John came of age in the late 1950s when every young man wanted to own a sleek, fast American car. John bought his first car, a shiny, two-toned Chevy sedan, in 1959. He bought it for $400 because its automatic transmission was leaking fluid. Along with other nice features, the car had a 350 horsepower engine under its hood. John quickly replaced the automatic transmission with a standard transmission and headed down to K Street to show off his new ride.
Over the next several years, John spent almost every Friday and Saturday night cruising there. When night time fell, he’d get in his Chevy, drive down Folsom Blvd. to Alhambra Blvd, turn right, then go two blocks up to K Street.
There, he would drive down town to meet with his buddies and hang out.
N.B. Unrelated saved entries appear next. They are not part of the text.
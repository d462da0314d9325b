//! Provider registry — builds and caches adapters per provider spec.
//!
//! Adapters are cheap but hold resolved API keys and share one pooled
//! HTTP client; caching by spec fingerprint keeps per-turn resolution
//! allocation-free.

use std::collections::HashMap;
use std::sync::Arc;

use parking_lot::RwLock;

use nexus_domain::error::{Error, Result};
use nexus_domain::project::ProviderSpec;

use crate::anthropic::AnthropicAdapter;
use crate::openai_compat::OpenAiCompatAdapter;
use crate::traits::ProviderAdapter;

pub struct ProviderRegistry {
    client: reqwest::Client,
    cache: RwLock<HashMap<String, Arc<dyn ProviderAdapter>>>,
}

impl ProviderRegistry {
    pub fn new() -> Self {
        // One pooled client shared across all adapters.
        let client = reqwest::Client::builder()
            .timeout(std::time::Duration::from_secs(180))
            .build()
            .unwrap_or_default();
        Self {
            client,
            cache: RwLock::new(HashMap::new()),
        }
    }

    /// Resolve (or build) an adapter for the given provider spec.
    pub fn resolve(&self, spec: &ProviderSpec) -> Result<Arc<dyn ProviderAdapter>> {
        let key = fingerprint(spec);
        if let Some(adapter) = self.cache.read().get(&key) {
            return Ok(adapter.clone());
        }

        let adapter: Arc<dyn ProviderAdapter> = match spec.provider.as_str() {
            "anthropic" => Arc::new(AnthropicAdapter::from_spec(spec, self.client.clone())?),
            "openai" => Arc::new(OpenAiCompatAdapter::from_spec(spec, self.client.clone())?),
            other => {
                return Err(Error::Validation(format!(
                    "unknown provider '{other}' (expected \"anthropic\" or \"openai\")"
                )))
            }
        };

        self.cache.write().insert(key, adapter.clone());
        Ok(adapter)
    }

    /// Drop a cached adapter (e.g. after a project's provider spec changes).
    pub fn invalidate(&self, spec: &ProviderSpec) {
        self.cache.write().remove(&fingerprint(spec));
    }

    /// Pre-seed the cache with a custom adapter for a spec. Used by
    /// embedders shipping their own adapter and by test harnesses.
    pub fn register_custom(&self, spec: &ProviderSpec, adapter: Arc<dyn ProviderAdapter>) {
        self.cache.write().insert(fingerprint(spec), adapter);
    }

    pub fn cached_count(&self) -> usize {
        self.cache.read().len()
    }
}

impl Default for ProviderRegistry {
    fn default() -> Self {
        Self::new()
    }
}

fn fingerprint(spec: &ProviderSpec) -> String {
    format!(
        "{}::{}::{}::{}",
        spec.provider,
        spec.model,
        spec.api_key_env_var,
        spec.base_url.as_deref().unwrap_or("-")
    )
}

#[cfg(test)]
mod tests {
    use super::*;

    fn spec(provider: &str) -> ProviderSpec {
        ProviderSpec {
            provider: provider.into(),
            model: "claude-sonnet-4-20250514".into(),
            api_key_env_var: "NEXUS_TEST_REGISTRY_KEY".into(),
            base_url: None,
            temperature: None,
            max_tokens: 4096,
        }
    }

    #[test]
    fn resolve_caches_by_fingerprint() {
        std::env::set_var("NEXUS_TEST_REGISTRY_KEY", "sk-test");
        let registry = ProviderRegistry::new();

        let a = registry.resolve(&spec("anthropic")).unwrap();
        let b = registry.resolve(&spec("anthropic")).unwrap();
        assert_eq!(registry.cached_count(), 1);
        assert_eq!(a.provider_id(), b.provider_id());

        registry.invalidate(&spec("anthropic"));
        assert_eq!(registry.cached_count(), 0);
        std::env::remove_var("NEXUS_TEST_REGISTRY_KEY");
    }

    #[test]
    fn unknown_provider_is_a_validation_error() {
        let registry = ProviderRegistry::new();
        let err = registry.resolve(&spec("mystery")).unwrap_err();
        assert_eq!(err.code(), "VALIDATION_ERROR");
    }

    #[test]
    fn missing_key_env_var_fails() {
        let registry = ProviderRegistry::new();
        std::env::remove_var("NEXUS_TEST_REGISTRY_KEY");
        let err = registry.resolve(&spec("anthropic")).unwrap_err();
        assert_eq!(err.code(), "VALIDATION_ERROR");
    }
}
All the kids with nice cars cruised on K Street at that time. At the stop lights, as the cars idled, they revved up their loud engines. When the light turned green, they peeled out and moved quickly up to the next light.
Police officers also cruised the drag in their black and whites, sometimes ticketing drivers for “exhibition of speed.”
That, of course, was the reason for driving down K Street.
At Third Street, cars usually turned right, then drove one block over to J Street, then back up J Street to Mel’s Drive-in on 19th. There, they turned left into the drive-in and then either drove back out for a return trip down K, or parked in Mel’s to order a burger and fries. Mel’s was the happening place back then.
After leaving Mel’s, the young driver usually took another run down K Street, and then often ended up parked in an empty lot across from Sam’s Hof Brau on J Street.
John said the kids called that lot the “witness stand.” It was where they parked their cars and hung out with their buddies, watching the cars go by and taking in all the action. That empty lot disappeared a long time ago.
These days, John drives a hot rod: a 1931 Model A Ford, with a souped-up engine and a stunning red and yellow paint job. He and his friends from the Italian Hot Rod Association will be showing off their custom cars at the Autorama coming up later this month at Cal Expo.
The days of cruising down K Street are only a memory now. Hybrid cars have taken the place of the muscle cars kids drove back then. Green power has replaced horse power. I guess that is a good thing, but don’t tell that to John.